Bolu Kartalkaya’da 76 can kaybettik… Milletçe yüreğimiz yandı! Facia çok büyük. Dua ve temennimiz şudur: Allahü teala beterinden muhafaza eylesin. Toplum olarak bize her türlü afet ve felaketlere karşı şuur versin.

 

 

 

Daha önce yaşanmış olan facia ve felaketlerin ardından yapıldığı üzere, bütün televizyon kanalları; salı sabahından beri aralıksız olarak, Bolu Kartalkaya’daki yangına dair haber-yorum yapıyor, uzman görüşlerini aktarıyor… Birbiriyle aynı kelimelerden kurulan benzer cümleler, ha bire tekrarlanıp duruyor!.. Kış mevsiminde, 2.200 metre rakımda; dondurucu soğuk ortamında, çocuk, genç-yetişkin 76 insanımızın yanarak hayatını kaybetmesi elbette her yönüyle tahkik edilmesi gereken bir hadisedir. Ama bütün bu tartışmalardan ülke ve toplum olarak, gerekli dersleri acaba çıkarabilecek miyiz? Doğrusu bu noktada müspet kanaat sahibi olmak isterdim. Fakat heyhat!.. Bugüne kadar yaşanan benzer felaketler, şayet bize yeteri kadar ibret vermiş olsaydı, birtakım basit tedbirlerle bile bu felaketin boyutları küçültülebilirdi… Bir canın dahi kurtarılması, büyük bir teselli olarak kederdîde ailelerin yüreğine su serperdi. Ne yazık ki bu şans yakalanamadı. Mesela tam on dört tane ferdini kaybeden Gültekin ailesinin dramını düşünelim… Hangi yürek dayanır bu tarifsiz acıya? Ne olurdu, yüzlerce kişinin konakladığı devasa otelde, yangın alarmı çalışsaydı?.. Koskoca otelde gece nöbeti veya buna benzer bir uygulama olmaz mı? Belki de vardı diyecekler.

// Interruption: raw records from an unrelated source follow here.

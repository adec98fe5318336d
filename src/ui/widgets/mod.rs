// SPDX-License-Identifier: MPL-2.0
//! Custom Iced widgets.

pub mod scroll_lock;

pub use scroll_lock::{scroll_lock, ScrollLock};
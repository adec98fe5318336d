// SPDX-License-Identifier: MPL-2.0
//! User interface components and state management.
//!
//! This module organizes all UI-related code following a component-based architecture
//! with the Elm-style "state down, messages up" pattern.
//!
//! # Pages and overlays
//!
//! - [`gallery`] - Catalog pages: home, artists, artist shop, shop, gallery, search
//! - [`viewer`] - Product viewer: desktop modal and fullscreen mobile overlay
//! - [`payment`] - Payment details panel with copy buttons
//! - [`navbar`] - Header with page links, search and language switch
//! - [`notifications`] - Toast notification system for user feedback
//!
//! # Shared Infrastructure
//!
//! - [`components`] - Reusable UI components (copy button)
//! - [`widgets`] - Custom Iced widgets (page scroll lock)
//! - [`modal`] - Backdrop shared by the overlays
//! - [`photo`] - Photo widgets for local and downloaded images
//! - [`styles`] - Centralized styling (buttons, containers)
//! - [`design_tokens`] - Design system constants (colors, spacing, sizing)
//! - [`theming`] - Light/Dark/System theme mode management

pub mod components;
pub mod design_tokens;
pub mod gallery;
pub mod modal;
pub mod navbar;
pub mod notifications;
pub mod payment;
pub mod photo;
pub mod styles;
pub mod theming;
pub mod viewer;
pub mod widgets;
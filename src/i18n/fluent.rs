// SPDX-License-Identifier: MPL-2.0
use crate::app::config::Config;
use fluent_bundle::{FluentArgs, FluentBundle, FluentResource};
use rust_embed::RustEmbed;
use std::collections::HashMap;
use unic_langid::{langid, LanguageIdentifier};

#[derive(RustEmbed)]
#[folder = "assets/i18n/"]
struct Asset;

/// Locale used when neither the CLI, the config nor the OS picks one we ship.
pub const DEFAULT_LOCALE: LanguageIdentifier = langid!("en-US");

pub struct I18n {
    bundles: HashMap<LanguageIdentifier, FluentBundle<FluentResource>>,
    pub available_locales: Vec<LanguageIdentifier>,
    current_locale: LanguageIdentifier,
}

impl std::fmt::Debug for I18n {
    fn fmt(&self, f: &mut std::fmt::Formatter<'_>) -> std::fmt::Result {
        f.debug_struct("I18n")
            .field("available_locales", &self.available_locales)
            .field("current_locale", &self.current_locale)
            .finish()
    }
}

impl Default for I18n {
    fn default() -> Self {
        Self::new(None, &Config::default())
    }
}

impl I18n {
    pub fn new(cli_lang: Option<String>, config: &Config) -> Self {
        let mut bundles = HashMap::new();
        let mut available_locales = Vec::new();

        for file in Asset::iter() {
            let filename = file.as_ref();
            let Some(locale_str) = filename.strip_suffix(".ftl") else {
                continue;
            };
            let Ok(locale) = locale_str.parse::<LanguageIdentifier>() else {
                log::warn!("skipping translation file with invalid locale: {}", filename);
                continue;
            };
            let Some(content) = Asset::get(filename) else {
                continue;
            };
            let source = String::from_utf8_lossy(content.data.as_ref()).to_string();
            let resource = match FluentResource::try_new(source) {
                Ok(resource) => resource,
                Err((resource, errors)) => {
                    log::warn!("{} has {} syntax error(s)", filename, errors.len());
                    resource
                }
            };
            let mut bundle = FluentBundle::new(vec![locale.clone()]);
            // Messages end up in URLs and clipboard text, so no bidi isolation marks.
            bundle.set_use_isolating(false);
            if let Err(errors) = bundle.add_resource(resource) {
                log::warn!("{} has {} duplicate message(s)", filename, errors.len());
            }
            bundles.insert(locale.clone(), bundle);
            available_locales.push(locale);
        }
        available_locales.sort_by_key(|locale| locale.to_string());

        let current_locale = resolve_locale(cli_lang, config, &available_locales)
            .unwrap_or(DEFAULT_LOCALE);

        Self {
            bundles,
            available_locales,
            current_locale,
        }
    }

    pub fn set_locale(&mut self, locale: LanguageIdentifier) {
        if self.bundles.contains_key(&locale) {
            self.current_locale = locale;
        }
    }

    #[must_use]
    pub fn current_locale(&self) -> &LanguageIdentifier {
        &self.current_locale
    }

    /// Whether the active locale is Georgian.
    #[must_use]
    pub fn is_georgian(&self) -> bool {
        self.current_locale.language.as_str() == "ka"
    }

    pub fn tr(&self, key: &str) -> String {
        self.format(key, None)
    }

    pub fn tr_with_args(&self, key: &str, args: &[(&str, &str)]) -> String {
        let mut fluent_args = FluentArgs::new();
        for (name, value) in args {
            fluent_args.set(*name, *value);
        }
        self.format(key, Some(&fluent_args))
    }

    fn format(&self, key: &str, args: Option<&FluentArgs>) -> String {
        if let Some(bundle) = self.bundles.get(&self.current_locale) {
            if let Some(msg) = bundle.get_message(key) {
                if let Some(pattern) = msg.value() {
                    let mut errors = vec![];
                    let value = bundle.format_pattern(pattern, args, &mut errors);
                    if errors.is_empty() {
                        return value.to_string();
                    }
                    log::debug!("formatting {} produced {} error(s)", key, errors.len());
                }
            }
        }
        format!("MISSING: {}", key)
    }
}

pub(crate) fn resolve_locale(
    cli_lang: Option<String>,
    config: &Config,
    available: &[LanguageIdentifier],
) -> Option<LanguageIdentifier> {
    // 1. Check CLI args
    if let Some(lang) = cli_lang.as_deref().and_then(|s| match_available(s, available)) {
        return Some(lang);
    }

    // 2. Check config file
    if let Some(lang) = config
        .general
        .language
        .as_deref()
        .and_then(|s| match_available(s, available))
    {
        return Some(lang);
    }

    // 3. Check OS locale
    sys_locale::get_locale().and_then(|s| match_available(&s, available))
}

/// Matches a requested tag exactly, then by language only ("ka-GE" finds "ka").
fn match_available(requested: &str, available: &[LanguageIdentifier]) -> Option<LanguageIdentifier> {
    let lang = requested.parse::<LanguageIdentifier>().ok()?;
    if available.contains(&lang) {
        return Some(lang);
    }
    available
        .iter()
        .find(|candidate| candidate.language == lang.language)
        .cloned()
}
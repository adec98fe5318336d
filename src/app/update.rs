// SPDX-License-Identifier: MPL-2.0
//! Message handlers for the application.
//!
//! Each handler receives an [`UpdateContext`] borrowing the parts of the
//! application state it may touch, turns component events into state changes,
//! and returns the follow-up `Task`s (downloads, browser, clipboard).

use super::config::Config;
use super::{notifications, persistence, Message};
use crate::application::contact::{contact_link, ContactSettings};
use crate::application::query::Page;
use crate::domain::catalog::Catalog;
use crate::domain::viewer::{is_remote, Item, PageScroll, Presentation};
use crate::error::{CatalogError, Error, Result};
use crate::i18n::fluent::{I18n, DEFAULT_LOCALE};
use crate::infrastructure::{browser, photos, PhotoCache};
use crate::ui::gallery::{self, Event as GalleryEvent};
use crate::ui::navbar::{self, Event as NavbarEvent};
use crate::ui::payment;
use crate::ui::viewer;
use iced::{keyboard, Size, Task};
use unic_langid::langid;

/// Context for update operations containing mutable references to app state.
pub struct UpdateContext<'a> {
    pub i18n: &'a mut I18n,
    pub config: &'a mut Config,
    pub catalog: &'a mut Catalog,
    pub catalog_loading: &'a mut bool,
    pub page: &'a mut Page,
    pub query: &'a mut String,
    pub gallery: &'a mut gallery::State,
    pub viewer: &'a mut viewer::State,
    pub payment: &'a mut payment::State,
    pub page_scroll: &'a mut PageScroll,
    pub notifications: &'a mut notifications::Manager,
    pub photos: &'a mut PhotoCache,
    pub http: Option<&'a reqwest::Client>,
    pub contact: &'a ContactSettings,
    pub presentation_fixed: &'a mut bool,
    pub mobile_breakpoint: f32,
    pub window_focused: bool,
}

impl UpdateContext<'_> {
    /// Starts downloads for the remote photos of the current page.
    fn prefetch_page(&mut self) -> Task<Message> {
        let urls = self
            .gallery
            .remote_photos(&*self.catalog, &*self.page, self.query.as_str());
        self.prefetch(&urls)
    }

    /// Starts downloads for the remote photos of the open viewer session.
    fn prefetch_session(&mut self) -> Task<Message> {
        let urls: Vec<String> = self
            .viewer
            .host()
            .session()
            .map(|session| {
                session
                    .photos()
                    .iter()
                    .filter(|photo| is_remote(photo))
                    .cloned()
                    .collect()
            })
            .unwrap_or_default();
        self.prefetch(&urls)
    }

    fn prefetch(&mut self, urls: &[String]) -> Task<Message> {
        let Some(client) = self.http else {
            return Task::none();
        };
        let missing = self.photos.request(urls);
        if missing.is_empty() {
            return Task::none();
        }
        log::debug!("downloading {} photo(s)", missing.len());
        Task::batch(missing.into_iter().map(|url| {
            let download = photos::download(client.clone(), url.clone());
            Task::perform(download, move |result| Message::PhotoDownloaded { url, result })
        }))
    }

    fn navigate(&mut self, page: Page) -> Task<Message> {
        log::debug!("navigating to {:?}", page);
        *self.page = page;
        self.prefetch_page()
    }

    fn open_artwork(&mut self, id: &str) -> Task<Message> {
        let Some(artwork) = self.catalog.artworks().iter().find(|artwork| artwork.id == id) else {
            log::debug!("open ignored: no artwork {id}");
            return Task::none();
        };
        let item = Item::from_artwork(artwork, &*self.catalog);
        self.viewer.open(
            item,
            self.page.depth(),
            self.page.directory(),
            self.page_scroll,
        );
        self.prefetch_session()
    }
}

pub fn handle_navbar_message(ctx: &mut UpdateContext<'_>, message: navbar::Message) -> Task<Message> {
    match navbar::update(message, ctx.query) {
        NavbarEvent::None => Task::none(),
        NavbarEvent::Navigate(page) => ctx.navigate(page),
        NavbarEvent::SearchChanged => ctx.prefetch_page(),
        NavbarEvent::ToggleLanguage => {
            toggle_language(ctx);
            Task::none()
        }
        NavbarEvent::OpenPayment => {
            ctx.payment.open(ctx.page_scroll);
            Task::none()
        }
    }
}

pub fn handle_gallery_message(
    ctx: &mut UpdateContext<'_>,
    message: gallery::Message,
) -> Task<Message> {
    match ctx.gallery.update(message) {
        GalleryEvent::None => ctx.prefetch_page(),
        GalleryEvent::OpenArtwork(id) => ctx.open_artwork(&id),
        GalleryEvent::Navigate(page) => ctx.navigate(page),
    }
}

pub fn handle_viewer_message(
    ctx: &mut UpdateContext<'_>,
    message: viewer::Message,
) -> Task<Message> {
    let (effect, task) = ctx.viewer.handle_message(message, ctx.page_scroll);
    let task = task.map(Message::Viewer);

    match effect {
        viewer::Effect::None => task,
        viewer::Effect::OpenContact(item) => {
            let link = contact_link(ctx.i18n, &item, ctx.contact);
            log::debug!("opening contact link for {:?}", item.title);
            Task::batch([
                task,
                Task::perform(browser::open(link), Message::BrowserOpened),
            ])
        }
    }
}

pub fn handle_payment_message(
    ctx: &mut UpdateContext<'_>,
    message: payment::Message,
) -> Task<Message> {
    let effect = ctx.payment.handle_message(
        message,
        &ctx.config.payment.fields,
        ctx.window_focused,
        ctx.page_scroll,
    );
    match effect {
        payment::Effect::None => Task::none(),
        payment::Effect::WriteClipboard(text) => iced::clipboard::write(text),
    }
}

pub fn handle_catalog_loaded(ctx: &mut UpdateContext<'_>, result: Result<Catalog>) -> Task<Message> {
    *ctx.catalog_loading = false;
    match result {
        Ok(catalog) => {
            log::debug!(
                "catalog loaded: {} artist(s), {} artwork(s)",
                catalog.artists().len(),
                catalog.artworks().len()
            );
            *ctx.catalog = catalog;
            ctx.notifications.clear_catalog_errors();
        }
        Err(err) => {
            log::warn!("catalog unavailable, continuing with an empty one: {}", err);
            ctx.notifications.push(catalog_error_notification(&err));
            *ctx.catalog = Catalog::empty();
        }
    }
    ctx.prefetch_page()
}

fn catalog_error_key(error: &Error) -> &'static str {
    match error {
        Error::Catalog(err) => err.i18n_key(),
        _ => "notification-catalog-network",
    }
}

/// Warning toast for a failed catalog fetch; HTTP failures carry the status.
fn catalog_error_notification(error: &Error) -> notifications::Notification {
    let notification = notifications::Notification::warning(catalog_error_key(error));
    match error {
        Error::Catalog(CatalogError::Status(status)) => {
            notification.with_arg("status", status.to_string())
        }
        _ => notification,
    }
}

/// Routes a key press nothing captured: the payment panel closes first,
/// then the viewer gets it.
pub fn handle_key(ctx: &mut UpdateContext<'_>, key: &keyboard::Key) -> Task<Message> {
    if ctx.payment.is_open() {
        if matches!(key, keyboard::Key::Named(keyboard::key::Named::Escape)) {
            ctx.payment.close(ctx.page_scroll);
        }
        return Task::none();
    }

    ctx.viewer
        .handle_key(key, ctx.page_scroll)
        .map_or_else(Task::none, |task| task.map(Message::Viewer))
}

/// Records the window size and, on the first report, settles the viewer
/// presentation from the window width.
pub fn handle_window_resized(ctx: &mut UpdateContext<'_>, size: Size) {
    if !*ctx.presentation_fixed {
        let presentation = Presentation::for_width(size.width, ctx.mobile_breakpoint);
        ctx.viewer.set_presentation(presentation);
        *ctx.presentation_fixed = true;
    }
    ctx.viewer.set_window_size(size);
}

/// Switches between Georgian and English and remembers the choice.
fn toggle_language(ctx: &mut UpdateContext<'_>) {
    let locale = if ctx.i18n.is_georgian() {
        DEFAULT_LOCALE
    } else {
        langid!("ka")
    };
    ctx.i18n.set_locale(locale);
    ctx.notifications
        .push(notifications::Notification::info("notification-language-changed"));

    let selected = ctx.i18n.current_locale().to_string();
    ctx.config.general.language = Some(selected.clone());
    if let Err(err) = persistence::persist_language(&selected) {
        log::warn!("failed to remember language {}: {}", selected, err);
    }
}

Ama varlığı ile yokluğu fark etmemiş insanlar uykuda iken faciaya yakalanmış da uzun müddet kimsenin haberi olmamış… Yangın sensörleri ve kendiliğinden harekete geçmesi gereken yangın söndürme mekanizmaları vs. hiçbiri devreye girmemiş. Yangın her tarafı sardıktan sonra da, zaten dehşet verici facianın önüne geçilmesi imkânsızdı. Maalesef en kötüsü cereyan etti. Şimdi uzmanlar konuşuyor… Bina kaplamasında kullanılan malzemenin uygun olup olmadığı, var olduğu belirtilen yangın merdivenlerinin ne derece kullanmaya müsait olduğu sorgulanıyor. Hele hele yangın merdiveninin halı kaplanmış olduğu ifade ediliyor ki, akıl alır gibi değil. Tabii bu ortamda yapılan değerlendirmelerin ne derece sağlıklı ve doğru bilgi verdiği de su götürür. Ancak nihai tahkikat tamamlandığında, neyin nasıl olduğunu öğrenebileceğiz...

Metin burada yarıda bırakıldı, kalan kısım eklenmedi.